Are you thinking about doing a big year in 2014? Believe it or not, there’s still time to plan for a fun and successful birding year.
I have received questions about and requests for tips on how to plan and prepare for a big year. As my year is coming rapidly to a close, I thought I’d offer my thoughts on planning for a big year (or big day or big month, whatever you have the appetite for).
Let’s start with GOALS – why do you want to do a big year and what do you want to get out of it? There are as many reasons for doing a big year as there are birders. Are you doing this for personal achievement, fun, fund-raising, or competition? Do you have a “magic number” of species that you hope to see? Are there particular areas you would like to include or exclude in your birding activities? Does your club sponsor a big year competition? Spend some time thinking about your birding objectives and, perhaps, even put a few thoughts down on paper. Thinking about your goals now will help you as you think about the next two planning steps.
Time and Budget – These two steps really go hand in hand. If you watched the movie or read the book “The Big Year“, you know that a big year can become an all-consuming and budget-wrecking event. Even if you plan to “only” bird your immediate area (such as a county, state, or club-defined area), you’ll need to think about the amount of time you can truly spend on birding and whether your budget can afford the extra expense. I’ve spent the past year birding throughout New Jersey and have driven an “extra” 7500 miles (without leaving the state!). All those miles mean additional expenses for fuel and vehicle maintenance. Depending on your goals, you’ll need to budget for pelagic trips, overnight stays, and food (I’ve eaten plenty of cold meals using the hood of my truck as a table this year). And, as my year progressed, I found that I had much less free time toward the end of the year to devote to birding. Do you also have periods during the year that are better or worse for birding time?
Birding Area – What’s in and what’s out? If you have limited time and money to spend on a big year, you can still have an incredibly enjoyable time by simply limiting your count area. I have encountered many people this year who were doing big years only within their home county. There are advantages – you’ll finally get to visit those under-birded parks and wildlife areas that never seem to make the cut during your “regular” birding years and you won’t have to spend huge amounts of time driving to get to them. You can sleep in (relatively speaking) and still experience the morning chorus of bird song as the sun rises. If you live in a small state (like me), you could do a state big year without breaking the bank, but you’ll need to budget more time for selecting and driving to birding locations. As the area you intend to include in your big year increases, you’ll need to budget more time and money for traveling to and from your birding locations and the additional expenses that go along with all that travel.

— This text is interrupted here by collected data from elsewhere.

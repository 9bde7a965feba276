#![allow(clippy::unwrap_used)]
#![allow(clippy::indexing_slicing)]
#![allow(missing_docs)]

use axum::Router;
use axum::body::Body;
use axum::http::{Request, StatusCode, header};
use http_body_util::BodyExt;
use moviebff_api::tmdb::TmdbClient;
use moviebff_server::router::build_router;
use moviebff_server::state::AppState;
use tower::ServiceExt;
use wiremock::matchers::{header as header_matcher, method, path, query_param};
use wiremock::{Mock, MockServer, ResponseTemplate};

const TOKEN: &str = "test-read-token";
const CONFIGURATION_JSON: &str = include_str!("../../../fixtures/tmdb/configuration.json");
const SEARCH_JSON: &str = include_str!("../../../fixtures/tmdb/search_movie_batman.json");
const SEARCH_EMPTY_JSON: &str = include_str!("../../../fixtures/tmdb/search_movie_empty.json");
const DETAILS_JSON: &str = include_str!("../../../fixtures/tmdb/movie_details_155.json");

fn app(server: &MockServer) -> Router {
    let client = TmdbClient::builder()
        .base_url(format!("{}/3/", server.uri()).parse().unwrap())
        .api_token(TOKEN)
        .user_agent("moviebff-test/0.0.0")
        .build()
        .unwrap();
    build_router(AppState::new(client))
}

async fn mount_configuration(server: &MockServer) {
    Mock::given(method("GET"))
        .and(path("/3/configuration"))
        .and(header_matcher("Authorization", format!("Bearer {TOKEN}").as_str()))
        .respond_with(ResponseTemplate::new(200).set_body_string(CONFIGURATION_JSON))
        .mount(server)
        .await;
}

async fn get(app: Router, uri: &str) -> (StatusCode, Option<String>, serde_json::Value) {
    let response = app
        .oneshot(Request::builder().uri(uri).body(Body::empty()).unwrap())
        .await
        .unwrap();
    let status = response.status();
    let cache_control = response
        .headers()
        .get(header::CACHE_CONTROL)
        .map(|v| String::from(v.to_str().unwrap()));
    let bytes = response.into_body().collect().await.unwrap().to_bytes();
    let body = serde_json::from_slice(&bytes).unwrap();
    (status, cache_control, body)
}

#[tokio::test]
async fn test_config_endpoint() {
    // Arrange
    let server = MockServer::start().await;
    mount_configuration(&server).await;

    // Act
    let (status, cache_control, body) = get(app(&server), "/config").await;

    // Assert
    assert_eq!(status, StatusCode::OK);
    assert_eq!(cache_control.as_deref(), Some("public, max-age=86400"));
    assert_eq!(body["images"]["base_url"], "https://image.tmdb.org/t/p/");
    assert!(
        body["images"]["poster_sizes"]
            .as_array()
            .unwrap()
            .contains(&serde_json::json!("w500"))
    );
    assert!(body["images"].get("still_sizes").is_none());
}

#[tokio::test]
async fn test_search_endpoint_trims_query() {
    // Arrange
    let server = MockServer::start().await;
    mount_configuration(&server).await;
    Mock::given(method("GET"))
        .and(path("/3/search/movie"))
        .and(query_param("query", "batman"))
        .and(query_param("page", "1"))
        .and(header_matcher("Authorization", format!("Bearer {TOKEN}").as_str()))
        .respond_with(ResponseTemplate::new(200).set_body_string(SEARCH_JSON))
        .expect(1)
        .mount(&server)
        .await;

    // Act
    let (status, cache_control, body) = get(app(&server), "/movies/search?q=%20batman%20").await;

    // Assert
    assert_eq!(status, StatusCode::OK);
    assert_eq!(cache_control.as_deref(), Some("public, max-age=60"));
    assert_eq!(body["page"], 1);
    assert_eq!(body["total_pages"], 12);
    assert_eq!(body["total_results"], 227);
    assert_eq!(body["results"][0]["id"], 268);
    assert_eq!(
        body["results"][0]["poster_url"],
        "https://image.tmdb.org/t/p/w500/cij4dd21v2Rk2YtUQbV5kW69WB2.jpg"
    );
    assert_eq!(body["results"][2]["poster_url"], "");
    assert_eq!(body["results"][2]["release_date"], "");
}

#[tokio::test]
async fn test_search_endpoint_passes_page() {
    // Arrange
    let server = MockServer::start().await;
    mount_configuration(&server).await;
    Mock::given(method("GET"))
        .and(path("/3/search/movie"))
        .and(query_param("query", "dark knight"))
        .and(query_param("page", "3"))
        .respond_with(ResponseTemplate::new(200).set_body_string(SEARCH_JSON))
        .expect(1)
        .mount(&server)
        .await;

    // Act
    let (status, _, _) = get(app(&server), "/movies/search?q=dark+knight&page=3").await;

    // Assert
    assert_eq!(status, StatusCode::OK);
}

#[tokio::test]
async fn test_search_repeated_query_uses_first_value() {
    // Arrange
    let server = MockServer::start().await;
    mount_configuration(&server).await;
    Mock::given(method("GET"))
        .and(path("/3/search/movie"))
        .and(query_param("query", "batman"))
        .respond_with(ResponseTemplate::new(200).set_body_string(SEARCH_JSON))
        .expect(1)
        .mount(&server)
        .await;

    // Act
    let (status, _, body) = get(app(&server), "/movies/search?q=batman&q=a").await;

    // Assert
    assert_eq!(status, StatusCode::OK);
    assert_eq!(body["results"][0]["title"], "Batman");
}

#[tokio::test]
async fn test_search_endpoint_no_results() {
    // Arrange
    let server = MockServer::start().await;
    mount_configuration(&server).await;
    Mock::given(method("GET"))
        .and(path("/3/search/movie"))
        .respond_with(ResponseTemplate::new(200).set_body_string(SEARCH_EMPTY_JSON))
        .mount(&server)
        .await;

    // Act
    let (status, _, body) = get(app(&server), "/movies/search?q=zzzzzzzz").await;

    // Assert
    assert_eq!(status, StatusCode::OK);
    assert_eq!(body["total_results"], 0);
    assert!(body["results"].as_array().unwrap().is_empty());
}

#[tokio::test]
async fn test_search_validation_errors() {
    let cases = [
        ("/movies/search", "Query parameter 'q' is required"),
        ("/movies/search?q=%20%20", "Query parameter 'q' is required"),
        ("/movies/search?q=a", "Query must be at least 2 characters long"),
        (
            "/movies/search?q=batman&page=0",
            "Page must be a positive integer",
        ),
        (
            "/movies/search?q=batman&page=abc",
            "Page must be a positive integer",
        ),
    ];

    for (uri, message) in cases {
        // Arrange
        let server = MockServer::start().await;

        // Act
        let (status, cache_control, body) = get(app(&server), uri).await;

        // Assert
        assert_eq!(status, StatusCode::BAD_REQUEST, "uri={uri}");
        assert!(cache_control.is_none(), "uri={uri}");
        assert_eq!(body["error"], "Validation error", "uri={uri}");
        assert_eq!(body["message"], message, "uri={uri}");
        assert!(
            server.received_requests().await.unwrap().is_empty(),
            "uri={uri}"
        );
    }
}

#[tokio::test]
async fn test_search_rate_limited() {
    // Arrange
    let server = MockServer::start().await;
    mount_configuration(&server).await;
    Mock::given(method("GET"))
        .and(path("/3/search/movie"))
        .respond_with(ResponseTemplate::new(429))
        .expect(1)
        .mount(&server)
        .await;

    // Act
    let (status, cache_control, body) = get(app(&server), "/movies/search?q=batman").await;

    // Assert
    assert_eq!(status, StatusCode::TOO_MANY_REQUESTS);
    assert!(cache_control.is_none());
    assert_eq!(body["error"], "Rate limit exceeded");
    assert_eq!(
        body["message"],
        "TMDB API rate limit exceeded. Please try again later."
    );
}

#[tokio::test]
async fn test_details_endpoint() {
    // Arrange
    let server = MockServer::start().await;
    mount_configuration(&server).await;
    Mock::given(method("GET"))
        .and(path("/3/movie/155"))
        .and(query_param("append_to_response", "videos,credits"))
        .respond_with(ResponseTemplate::new(200).set_body_string(DETAILS_JSON))
        .expect(1)
        .mount(&server)
        .await;

    // Act
    let (status, cache_control, body) = get(app(&server), "/movies/155").await;

    // Assert
    assert_eq!(status, StatusCode::OK);
    assert_eq!(cache_control.as_deref(), Some("public, max-age=60"));
    assert_eq!(body["id"], 155);
    assert_eq!(body["title"], "The Dark Knight");
    assert_eq!(body["runtime"], 152);
    assert_eq!(
        body["backdrop_url"],
        "https://image.tmdb.org/t/p/w1280/nMKdUUepR0i5zn0y1T4CsSB5chy.jpg"
    );
    assert_eq!(body["genres"].as_array().unwrap().len(), 4);
    assert_eq!(body["cast"].as_array().unwrap().len(), 5);
    assert_eq!(body["cast"][1]["name"], "Heath Ledger");
    assert_eq!(body["trailers"].as_array().unwrap().len(), 2);
    assert_eq!(body["trailers"][0]["type"], "Trailer");
    assert!(body.get("budget").is_none());
}

#[tokio::test]
async fn test_details_invalid_id() {
    // Arrange
    let server = MockServer::start().await;

    // Act
    let (status, _, body) = get(app(&server), "/movies/abc").await;

    // Assert
    assert_eq!(status, StatusCode::BAD_REQUEST);
    assert_eq!(body["error"], "Validation error");
    assert_eq!(
        body["message"],
        "Invalid movie ID. Must be a positive integer."
    );
    assert!(server.received_requests().await.unwrap().is_empty());
}

#[tokio::test]
async fn test_details_undecodable_id_is_json_validation_error() {
    // Arrange
    let server = MockServer::start().await;

    // Act
    let (status, _, body) = get(app(&server), "/movies/%FF").await;

    // Assert
    assert_eq!(status, StatusCode::BAD_REQUEST);
    assert_eq!(body["error"], "Validation error");
    assert_eq!(
        body["message"],
        "Invalid movie ID. Must be a positive integer."
    );
    assert!(server.received_requests().await.unwrap().is_empty());
}

#[tokio::test]
async fn test_details_not_found() {
    // Arrange
    let server = MockServer::start().await;
    mount_configuration(&server).await;
    Mock::given(method("GET"))
        .and(path("/3/movie/999999"))
        .respond_with(ResponseTemplate::new(404).set_body_string(
            r#"{"success":false,"status_code":34,"status_message":"The resource you requested could not be found."}"#,
        ))
        .mount(&server)
        .await;

    // Act
    let (status, _, body) = get(app(&server), "/movies/999999").await;

    // Assert
    assert_eq!(status, StatusCode::NOT_FOUND);
    assert_eq!(body["error"], "Not found");
    assert_eq!(body["message"], "Movie with ID 999999 not found.");
}

#[tokio::test]
async fn test_configuration_failure_wins_over_details() {
    // Arrange
    let server = MockServer::start().await;
    Mock::given(method("GET"))
        .and(path("/3/configuration"))
        .respond_with(ResponseTemplate::new(429))
        .mount(&server)
        .await;
    Mock::given(method("GET"))
        .and(path("/3/movie/155"))
        .respond_with(ResponseTemplate::new(200).set_body_string(DETAILS_JSON))
        .mount(&server)
        .await;

    // Act
    let (status, _, body) = get(app(&server), "/movies/155").await;

    // Assert
    assert_eq!(status, StatusCode::TOO_MANY_REQUESTS);
    assert_eq!(body["error"], "Rate limit exceeded");
}

#[tokio::test]
async fn test_upstream_status_passes_through() {
    // Arrange
    let server = MockServer::start().await;
    Mock::given(method("GET"))
        .and(path("/3/configuration"))
        .respond_with(
            ResponseTemplate::new(401).set_body_string(r#"{"status_message":"Invalid API key"}"#),
        )
        .mount(&server)
        .await;

    // Act
    let (status, cache_control, body) = get(app(&server), "/config").await;

    // Assert
    assert_eq!(status, StatusCode::UNAUTHORIZED);
    assert!(cache_control.is_none());
    assert_eq!(body["error"], "TMDB API error");
    assert!(
        body["message"]
            .as_str()
            .unwrap()
            .starts_with("TMDB API error: ")
    );
}

#[tokio::test]
async fn test_malformed_upstream_json_is_internal_error() {
    // Arrange
    let server = MockServer::start().await;
    mount_configuration(&server).await;
    Mock::given(method("GET"))
        .and(path("/3/search/movie"))
        .respond_with(ResponseTemplate::new(200).set_body_string("<html>oops</html>"))
        .mount(&server)
        .await;

    // Act
    let (status, _, body) = get(app(&server), "/movies/search?q=batman").await;

    // Assert
    assert_eq!(status, StatusCode::INTERNAL_SERVER_ERROR);
    assert_eq!(body["error"], "Internal server error");
    assert_eq!(body["message"], "Failed to search movies");
}

#[tokio::test]
async fn test_unreachable_upstream_is_internal_error() {
    // Arrange
    let server = MockServer::start().await;
    let app = app(&server);
    drop(server);

    // Act
    let (status, _, body) = get(app, "/config").await;

    // Assert
    assert_eq!(status, StatusCode::INTERNAL_SERVER_ERROR);
    assert_eq!(body["message"], "Failed to fetch configuration");
}

#[tokio::test]
async fn test_health_endpoint() {
    // Arrange
    let server = MockServer::start().await;

    // Act
    let (status, _, body) = get(app(&server), "/health").await;

    // Assert
    assert_eq!(status, StatusCode::OK);
    assert_eq!(body, serde_json::json!({"status": "ok"}));
}

#[tokio::test]
async fn test_unknown_route() {
    // Arrange
    let server = MockServer::start().await;

    // Act
    let (status, _, body) = get(app(&server), "/tv/1399").await;

    // Assert
    assert_eq!(status, StatusCode::NOT_FOUND);
    assert_eq!(body["error"], "Not found");
    assert_eq!(body["message"], "No route for /tv/1399");
}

Chasing (and Listing) – Are you a chaser or lister? These activities normally go hand in hand, which is why I combined them into my final tip for a big year. If you are not a chaser (and I was not before I started my big year), prepare for something akin to birding culture shock and, if you want to reach your species number goal, get over it. Like it or not, chasing is the essential and defining component to a big year. Unless you are fortunate enough to live in a birding hotspot, like Cape May (New Jersey), you are going to spend huge amounts of time chasing reports of rare birds. I estimate that nearly half of my driving mileage (and considerably more than half of my birding time) has been spent chasing rare bird sightings. And while there are times (not many mind you) when the bird will be exactly where it was reported (and active and out in the open), there will be many more times when you’ll devote hours moving from location to location, staking out a reported spot, or scanning huge flocks of birds in hopes of finding your target. Some times you’ll find the bird. Many times you won’t. Again, get over it.
A great resource for chasing and listing is Cornell’s eBird. Depending on your location, your state Audubon could provide valuable information about species lists, birding locations, and recent sightings.
Remember – every bird counts! Don’t overlook common birds in the rush to find those rare lifers. And, above all, enjoy your time spent birding!